BUTLER WAS BORN INTO AN IRISH CATHOLIC family in a post-war Birmingham blitzed by the Luftwaffe and in awe of the church. There was plenty to rebel against. “Benediction every Friday,” he recalls, “confession every Saturday, mass every Sunday and the nuns at school beating me every day.”
He bought an acoustic guitar with two strings from a schoolfriend for 10 shillings, saw The Beatles at Birmingham Odeon (“I was dazzled”), and was nicknamed ‘Geezer’ by his brother, Jimmy, who’d just completed his National Service in a squadron full of Londoners.
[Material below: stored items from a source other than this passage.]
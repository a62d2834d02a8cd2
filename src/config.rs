// src/config.rs
//! Briefed configuration: feed sources, pipeline knobs, category rules.
//!
//! Resolution order:
//! 1) `$BRIEFED_CONFIG_PATH` (must exist)
//! 2) `config/briefed.toml`
//! 3) built-in defaults
//!
//! `$BRIEFED_OUTPUT_PATH` overrides `pipeline.output_path` afterwards.

use anyhow::{anyhow, Context, Result};
use serde::{Deserialize, Serialize};
use std::collections::HashSet;
use std::fs;
use std::path::{Path, PathBuf};
use std::time::Duration;

use crate::categorize::CategoryRules;
use crate::ingest::http::DEFAULT_USER_AGENT;
use crate::ingest::types::FeedSource;
use crate::pipeline::DEFAULT_ITEMS_PER_SOURCE;
use crate::summarize::DEFAULT_SUMMARY_SENTENCES;

pub const DEFAULT_CONFIG_PATH: &str = "config/briefed.toml";
pub const ENV_CONFIG_PATH: &str = "BRIEFED_CONFIG_PATH";
pub const ENV_OUTPUT_PATH: &str = "BRIEFED_OUTPUT_PATH";

/// Startup-time problems. Fatal for the binaries.
#[derive(Debug, thiserror::Error, PartialEq, Eq)]
pub enum ConfigError {
    #[error("no feed sources configured")]
    NoSources,
    #[error("source #{index} has an empty name")]
    BlankName { index: usize },
    #[error("duplicate source name `{0}`")]
    DuplicateName(String),
    #[error("source `{name}` has an invalid url `{url}`: {reason}")]
    InvalidUrl {
        name: String,
        url: String,
        reason: String,
    },
    #[error("pipeline.{0} must be greater than zero")]
    Zero(&'static str),
}

fn default_items_per_source() -> usize {
    DEFAULT_ITEMS_PER_SOURCE
}
fn default_summary_sentences() -> usize {
    DEFAULT_SUMMARY_SENTENCES
}
fn default_timeout_secs() -> u64 {
    10
}
fn default_user_agent() -> String {
    DEFAULT_USER_AGENT.to_string()
}
fn default_output_path() -> PathBuf {
    PathBuf::from("index.html")
}
fn default_page_title() -> String {
    "Briefed".to_string()
}

#[derive(Debug, Clone, PartialEq, Eq, Serialize, Deserialize)]
pub struct PipelineSection {
    #[serde(default = "default_items_per_source")]
    pub items_per_source: usize,
    #[serde(default = "default_summary_sentences")]
    pub summary_sentences: usize,
    #[serde(default = "default_timeout_secs")]
    pub timeout_secs: u64,
    #[serde(default = "default_user_agent")]
    pub user_agent: String,
    #[serde(default = "default_output_path")]
    pub output_path: PathBuf,
    #[serde(default = "default_page_title")]
    pub page_title: String,
}

impl Default for PipelineSection {
    fn default() -> Self {
        Self {
            items_per_source: default_items_per_source(),
            summary_sentences: default_summary_sentences(),
            timeout_secs: default_timeout_secs(),
            user_agent: default_user_agent(),
            output_path: default_output_path(),
            page_title: default_page_title(),
        }
    }
}

impl PipelineSection {
    pub fn timeout(&self) -> Duration {
        Duration::from_secs(self.timeout_secs)
    }
}

#[derive(Debug, Clone, PartialEq, Eq, Serialize, Deserialize)]
pub struct BriefedConfig {
    #[serde(default)]
    pub pipeline: PipelineSection,
    #[serde(default)]
    pub sources: Vec<FeedSource>,
    #[serde(default)]
    pub categories: CategoryRules,
}

impl BriefedConfig {
    /// The feed list and rules the site shipped with.
    pub fn default_seed() -> Self {
        let sources = [
            ("Marketing Dive", "https://www.marketingdive.com/feeds/news/"),
            (
                "Adweek Technology",
                "https://www.adweek.com/category/technology/feed/",
            ),
            (
                "Social Media Today",
                "https://www.socialmediatoday.com/feeds/news/",
            ),
            ("MarTech", "https://martech.org/feed/"),
            ("B2B Marketing", "https://www.b2bmarketing.net/feed/"),
            ("American Marketing Association", "https://www.ama.org/feed/"),
        ]
        .into_iter()
        .map(|(n, u)| FeedSource::new(n, u))
        .collect();

        Self {
            pipeline: PipelineSection::default(),
            sources,
            categories: CategoryRules::default_seed(),
        }
    }

    pub fn from_toml_str(s: &str) -> Result<Self> {
        let mut cfg: BriefedConfig = toml::from_str(s).context("parsing briefed config toml")?;
        cfg.clean();
        cfg.validate()?;
        Ok(cfg)
    }

    /// Trim names/urls; the rest is checked by `validate`.
    fn clean(&mut self) {
        for s in self.sources.iter_mut() {
            s.name = s.name.trim().to_string();
            s.url = s.url.trim().to_string();
        }
    }

    pub fn validate(&self) -> std::result::Result<(), ConfigError> {
        if self.sources.is_empty() {
            return Err(ConfigError::NoSources);
        }
        if self.pipeline.summary_sentences == 0 {
            return Err(ConfigError::Zero("summary_sentences"));
        }
        if self.pipeline.timeout_secs == 0 {
            return Err(ConfigError::Zero("timeout_secs"));
        }

        let mut seen = HashSet::new();
        for (index, s) in self.sources.iter().enumerate() {
            if s.name.is_empty() {
                return Err(ConfigError::BlankName { index });
            }
            if !seen.insert(s.name.to_lowercase()) {
                return Err(ConfigError::DuplicateName(s.name.clone()));
            }
            validate_url(s)?;
        }
        Ok(())
    }
}

fn validate_url(s: &FeedSource) -> std::result::Result<(), ConfigError> {
    let invalid = |reason: String| ConfigError::InvalidUrl {
        name: s.name.clone(),
        url: s.url.clone(),
        reason,
    };
    let url = reqwest::Url::parse(&s.url).map_err(|e| invalid(e.to_string()))?;
    match url.scheme() {
        "http" | "https" => {}
        other => return Err(invalid(format!("unsupported scheme `{other}`"))),
    }
    if url.host_str().map_or(true, str::is_empty) {
        return Err(invalid("missing host".into()));
    }
    Ok(())
}

/// Load from an explicit path.
pub fn load_config_from(path: &Path) -> Result<BriefedConfig> {
    let content = fs::read_to_string(path)
        .with_context(|| format!("reading briefed config from {}", path.display()))?;
    BriefedConfig::from_toml_str(&content)
        .with_context(|| format!("invalid briefed config at {}", path.display()))
}

/// Load using env var + fallbacks, then apply env overrides.
pub fn load_config_default() -> Result<BriefedConfig> {
    let mut cfg = if let Ok(p) = std::env::var(ENV_CONFIG_PATH) {
        let pb = PathBuf::from(p);
        if !pb.exists() {
            return Err(anyhow!("{ENV_CONFIG_PATH} points to non-existent path"));
        }
        load_config_from(&pb)?
    } else {
        let default_p = PathBuf::from(DEFAULT_CONFIG_PATH);
        if default_p.exists() {
            load_config_from(&default_p)?
        } else {
            tracing::info!("no config file found, using built-in feed list");
            BriefedConfig::default_seed()
        }
    };

    if let Ok(out) = std::env::var(ENV_OUTPUT_PATH) {
        if !out.trim().is_empty() {
            cfg.pipeline.output_path = PathBuf::from(out.trim());
        }
    }
    Ok(cfg)
}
Before long, Butler was a guitar-playing non-meat eater (“I’d never heard the term ‘vegetarian’, I just didn’t like meat”) who refused to cut his hair and was determined to leave the Midlands. When he spotted local boy-made-good, Traffic’s Stevie Winwood, wafting around Aston in a kaftan, “I thought, If he could escape, why couldn’t I?”
By 1968, Butler was working as a trainee cost-and-works accountant at Spartan Steel, before quitting to focus on his group, the Rare Breed. His family were outraged, particularly when local misfit, John ‘Ozzy’ Osbourne, arrived at their house to audition as lead singer. “My brother said, ‘There’s something here to see you.’”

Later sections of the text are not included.